Garoutte Aaron, Cardenas Erick, Tiedje James, Howe Adina
Department of Microbiology and Molecular Genetics, Michigan State University, East Lansing, MI, United States.
Department of Microbiology and Immunology, University of British Columbia, Vancouver, British Columbia, Canada.
J Microbiol Methods. 2016 Dec;131:122-129. doi: 10.1016/j.mimet.2016.10.018. Epub 2016 Oct 25.

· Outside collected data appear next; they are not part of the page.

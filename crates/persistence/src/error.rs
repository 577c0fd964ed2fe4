//! Error types for the persistence layer.
//!
//! This module defines all error types used throughout the persistence layer,
//! following a hierarchy that separates resource state errors, concurrency
//! errors, search errors, indexing errors and transaction errors.

// Error enum variant fields are self-documenting via their #[error(...)] messages
#![allow(missing_docs)]

use thiserror::Error;

use crate::search::ExtractionError;

/// The primary error type for all storage operations.
///
/// This enum encompasses all possible errors that can occur during persistence
/// operations, organized by category.
#[derive(Error, Debug)]
pub enum StorageError {
    /// Resource state errors
    #[error(transparent)]
    Resource(#[from] ResourceError),

    /// Concurrency and versioning errors
    #[error(transparent)]
    Concurrency(#[from] ConcurrencyError),

    /// Validation errors
    #[error(transparent)]
    Validation(#[from] ValidationError),

    /// Search operation errors
    #[error(transparent)]
    Search(#[from] SearchError),

    /// Search index derivation errors; the triggering write is rolled back
    #[error("indexing failed: {0}")]
    Indexing(#[from] ExtractionError),

    /// Transaction errors
    #[error(transparent)]
    Transaction(#[from] TransactionError),

    /// Backend-specific errors
    #[error(transparent)]
    Backend(#[from] BackendError),
}

/// Errors related to resource state.
#[derive(Error, Debug)]
pub enum ResourceError {
    /// The requested resource was not found.
    #[error("resource not found: {resource_type}/{id}")]
    NotFound { resource_type: String, id: String },

    /// A live resource with the given ID already exists.
    #[error("resource already exists: {resource_type}/{id}")]
    AlreadyExists { resource_type: String, id: String },

    /// The requested version is a deletion marker.
    #[error("resource deleted: {resource_type}/{id}")]
    Gone {
        resource_type: String,
        id: String,
        deleted_at: Option<chrono::DateTime<chrono::Utc>>,
    },

    /// The requested version of the resource was not found.
    #[error("version not found: {resource_type}/{id}/_history/{version_id}")]
    VersionNotFound {
        resource_type: String,
        id: String,
        version_id: u64,
    },
}

/// Errors related to concurrency control.
#[derive(Error, Debug)]
pub enum ConcurrencyError {
    /// The stored version did not match the caller's expected version.
    #[error("version conflict: expected {expected_version}, found {actual_version}")]
    VersionConflict {
        resource_type: String,
        id: String,
        expected_version: u64,
        actual_version: u64,
    },

    /// An `If-Match` value could not be interpreted as a version.
    #[error("invalid version precondition for {resource_type}/{id}: {etag}")]
    InvalidPrecondition {
        resource_type: String,
        id: String,
        etag: String,
    },
}

/// Errors related to resource validation.
#[derive(Error, Debug)]
pub enum ValidationError {
    /// The resource failed validation.
    #[error("invalid resource: {message}")]
    InvalidResource {
        message: String,
        details: Vec<ValidationDetail>,
    },

    /// The search parameter is invalid.
    #[error("invalid search parameter: {parameter}: {message}")]
    InvalidSearchParameter { parameter: String, message: String },

    /// The resource type is not one of the supported kinds.
    #[error("unsupported resource type: {resource_type}")]
    UnsupportedResourceType { resource_type: String },

    /// Missing required field.
    #[error("missing required field: {field}")]
    MissingRequiredField { field: String },
}

impl ValidationError {
    /// Builds an [`ValidationError::InvalidResource`] with a single detail entry.
    pub fn invalid_at(path: impl Into<String>, message: impl Into<String>) -> Self {
        let message = message.into();
        ValidationError::InvalidResource {
            message: message.clone(),
            details: vec![ValidationDetail {
                path: path.into(),
                message,
            }],
        }
    }
}

/// Detailed validation error information.
#[derive(Debug, Clone)]
pub struct ValidationDetail {
    /// The path to the offending element.
    pub path: String,
    /// A human-readable error message.
    pub message: String,
}

/// Errors related to search operations.
///
/// Only unparseable input fails a search; bounded expansion is reported
/// through the search result instead.
#[derive(Error, Debug)]
pub enum SearchError {
    /// The modifier is not supported for this parameter type.
    #[error("unsupported modifier '{modifier}' for parameter type {param_type}")]
    UnsupportedModifier {
        modifier: String,
        param_type: String,
    },

    /// The pagination cursor is invalid or expired.
    #[error("invalid cursor: {cursor}")]
    InvalidCursor { cursor: String },

    /// Failed to parse the search query.
    #[error("failed to parse search query: {message}")]
    QueryParseError { message: String },

    /// Invalid composite parameter value.
    #[error("invalid composite parameter {parameter}: {message}")]
    InvalidComposite { parameter: String, message: String },
}

/// Errors related to transactions and conditional operations.
#[derive(Error, Debug)]
pub enum TransactionError {
    /// The transaction was rolled back.
    #[error("transaction rolled back: {reason}")]
    RolledBack { reason: String },

    /// The caller cancelled the operation before it committed.
    #[error("operation cancelled: {operation}")]
    Cancelled { operation: String },

    /// A conditional operation matched more than one resource.
    #[error("conditional {operation} matched {count} resources, expected at most 1")]
    MultipleMatches { operation: String, count: usize },
}

/// Errors originating in the database driver or connection pool.
#[derive(Error, Debug)]
pub enum BackendError {
    /// No connection could be checked out of the pool.
    #[error("connection pool exhausted for {backend_name}")]
    PoolExhausted { backend_name: String },

    /// Internal backend error.
    #[error("internal error in {backend_name}: {message}")]
    Internal {
        backend_name: String,
        message: String,
        #[source]
        source: Option<Box<dyn std::error::Error + Send + Sync>>,
    },

    /// Serialization or deserialization of stored content failed.
    #[error("serialization error: {message}")]
    SerializationError { message: String },
}

/// Result type alias for storage operations.
pub type StorageResult<T> = Result<T, StorageError>;

impl From<serde_json::Error> for StorageError {
    fn from(err: serde_json::Error) -> Self {
        StorageError::Backend(BackendError::SerializationError {
            message: err.to_string(),
        })
    }
}

#[cfg(feature = "sqlite")]
impl From<rusqlite::Error> for StorageError {
    fn from(err: rusqlite::Error) -> Self {
        StorageError::Backend(BackendError::Internal {
            backend_name: "sqlite".to_string(),
            message: err.to_string(),
            source: Some(Box::new(err)),
        })
    }
}

#[cfg(feature = "sqlite")]
impl From<r2d2::Error> for StorageError {
    fn from(_err: r2d2::Error) -> Self {
        StorageError::Backend(BackendError::PoolExhausted {
            backend_name: "sqlite".to_string(),
        })
    }
}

Metatranscriptomics provides an opportunity to identify active microbes and expressed genes in complex soil communities in response to particular conditions. Currently, there are a limited number of soil metatranscriptome studies to provide guidance for using this approach in this challenging matrix. Hence, we evaluated the technical challenges of applying soil metatranscriptomics to a highly diverse, low activity natural system. We used a non-targeted rRNA removal approach, duplex nuclease specific (DSN) normalization, to generate a metatranscriptomic library from field collected soil supporting a perennial grass, Miscanthus x giganteus (a biofuel crop), and evaluated its ability to provide insight into its active community members and their expressed protein-coding genes. We also evaluated various bioinformatics approaches for analyzing our soil metatranscriptome, including annotation of unassembled transcripts, de novo assembly, and aligning reads to known genomes. Further, we evaluated various databases for their ability to provide annotations for our metatranscriptome. Overall, our results emphasize that low activity, highly genetically diverse and relatively stable microbiomes, like soil, requires very deep sequencing to sample the transcriptome beyond the common core functions. We identified several key areas that metatranscriptomic analyses will benefit from including increased rRNA removal, assembly of short read transcripts, and more relevant reference bases while providing a priority set of expressed genes for functional assessment.
宏转录组学为识别复杂土壤群落中响应特定条件的活跃微生物和表达基因提供了契机。目前,仅有数量有限的土壤宏转录组研究可为在这一具有挑战性的基质中运用该方法提供指导。因此,我们评估了将土壤宏转录组学应用于高度多样、低活性的自然系统所面临的技术挑战。我们采用了一种非靶向rRNA去除方法——双链核酸酶特异性(DSN)标准化,从田间采集的、支持多年生草本植物巨芒草(一种生物燃料作物)生长的土壤中生成一个宏转录组文库,并评估了其深入了解活跃群落成员及其表达的蛋白质编码基因的能力。我们还评估了多种用于分析土壤宏转录组的生物信息学方法,包括对未组装转录本的注释、从头组装以及将 reads 比对到已知基因组。此外,我们评估了各种数据库为我们的宏转录组提供注释的能力。总体而言,我们的结果强调,像土壤这样低活性、高度遗传多样且相对稳定的微生物群落,需要非常深度的测序才能对转录组进行采样,以超越常见的核心功能。我们确定了宏转录组分析将受益的几个关键领域,包括提高rRNA去除效率、短读长转录本的组装以及更多相关的参考碱基,同时提供一组用于功能评估的优先表达基因。